Existem várias classificações para as causas do envolvimento do Sistema Nervoso Central:

  • Vasculopatia (problemas com os vasos sangüíneos)
    • Hialinização (uma substância formada na parede dos vasos, que ocorre quando os vasos estão degenerando)
    • Inflamação perivascular (inflamação em volta dos vasos sangüíneos)
    • Proliferação endotelial (um engrossamento das paredes dos vasos)
    • Trombose (coágulos)
  • Infartos (obstrução do fluxo sangüíneo)
    • Microinfartos
    • Grandes infartos
  • Hemorragia (sangramento)
    • Subaracnóideo (sangramento sob uma das "coberturas" do cérebro)
    • Microhemorragias (sangramentos muito pequenos, algumas vezes não diagnosticados)
    • Subdural (sangramento entre a cobertura principal do cérebro/espinha dorsal)
    • Intracerebral (sangramento no cérebro)
  • Infecção
    • Meningite (infecção das meninges - cobertura - da espinha dorsal)
    • Inflamação perivascular (inflamação resultado de infecção ao redor dos vasos sangüíneos)
    • Hemorragia séptica
    • Cerebrite focal (locais específicos de inflamação dentro do cérebro)
    • Vasculite (inflamação dos vasos sangüíneos)

Tratamento

A dificuldade em diagnosticar e tratar do envolvimento do Sistema Nervoso Central consiste, é claro, no fato de que existem muitas outras causas para a maioria desses sintomas. As seguintes possibilidades precisam ser eliminadas antes que o paciente possa ser diagnosticado:

  • Efeitos de medicamentos
  • Fibromialgia
  • Infecções no Sistema Nervoso Central
  • Estresse emocional
  • Doença não relacionada ao lúpus
  • Esclerose Múltipla ou Esclerose Lúpica
  • Desequilíbrios eletrolíticos e nos fluídos
  • Desordem psiquiátrica

Como já dissemos, diagnosticar e tratar um paciente lúpico com envolvimento do Sistema Nervoso Central pode ser muito difícel.
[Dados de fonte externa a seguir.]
pub mod error;
pub mod math;
pub mod placement;
pub mod plan;
pub mod services;

pub use error::{AnkoraError, Result};
pub use placement::{
    generate_auto_anchors, AutoAnchors2D, PlacementOptions, TargetScope, Tuning,
};
pub use plan::{Anchor, AnchorShape, Wall, WallMaterial};
pub use services::{BasicGeometry, GeometryServices};
use std::path::{Path, PathBuf};
use thiserror::Error;

/// Input validation failure, detected before any engine invocation.
#[derive(Debug, Error)]
pub enum JobError {
    #[error("wrong extension for {0}: expected .tex")]
    WrongExtension(PathBuf),
    #[error("input file not found: {0}")]
    MissingInput(PathBuf),
}

/// Paths derived from the input document.
///
/// For `path/to/file.tex` (or `path/to/file`):
/// - `base_dir`: `path/to`
/// - `stem`: `file`
/// - `source`: `path/to/file.tex`
/// - `out_dir`: where the engine writes its log and outputs
#[derive(Debug, Clone)]
pub struct JobPaths {
    pub base_dir: PathBuf,
    pub stem: String,
    pub source: PathBuf,
    pub out_dir: PathBuf,
}

/// Default output directory name, created under the source directory.
const DEFAULT_OUT_DIR: &str = ".texloop";

impl JobPaths {
    /// Normalizes the input path and derives the working paths.
    ///
    /// An extensionless path gets `.tex` appended; any extension other than
    /// `.tex` is rejected. The source file must already exist.
    pub fn resolve(tex_path: &Path, out_dir: Option<PathBuf>) -> Result<Self, JobError> {
        let source = match tex_path.extension() {
            None => tex_path.with_extension("tex"),
            Some(ext) if ext == "tex" => tex_path.to_path_buf(),
            Some(_) => return Err(JobError::WrongExtension(tex_path.to_path_buf())),
        };
        if !source.is_file() {
            return Err(JobError::MissingInput(source));
        }
        let base_dir = match source.parent() {
            Some(parent) if !parent.as_os_str().is_empty() => parent.to_path_buf(),
            _ => PathBuf::from("."),
        };
        let stem = source
            .file_stem()
            .map(|s| s.to_string_lossy().into_owned())
            .unwrap_or_default();
        let out_dir = out_dir.unwrap_or_else(|| base_dir.join(DEFAULT_OUT_DIR));
        Ok(Self {
            base_dir,
            stem,
            source,
            out_dir,
        })
    }

    /// Location contract for the engine's log: `<out_dir>/<stem>.log`.
    pub fn log_path(&self) -> PathBuf {
        self.out_dir.join(format!("{}.log", self.stem))
    }
}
Devido às várias possíveis causas para os sintomas - que não o lúpus -, é importante que você seja devidamente avaliado. O que inclui uma boa avaliação? Os exames a seguir deveriam fazer parte de qualquer bom exame neurológico:

  • Histórico detalhado
  • Exame físico
  • Exames laboratoriais
    • CBC e Diferencial
    • Taxa de Sedimentação
    • Perfil ANA
      • ANA
      • Anti-dsDNA
      • Anti-ribosomal P
    • Níveis de Complemento
    • Antifosfolipídeos
  • Exames Especializados (que podem ou não estar disponíveis para todos os médicos)
    • CT Scan
    • MRI
    • EEG
    • Spinal Tap
    • PET ou SPEC scans
    • Testes Neuropsiquiátricos

O tratamento do paciente lúpico com envolvimento do Sistema Nervoso Central, depende do paciente, do médico, da doença. Os medicamentos podem incluir: esteróides, imunossupresivos, afinadores do sangue, antibióticos, anti-convulsivos ou anti-depressivos. Embora alguns pacientes tenham sintomas irreversíveis, um grande percentual se recupera após algum tempo.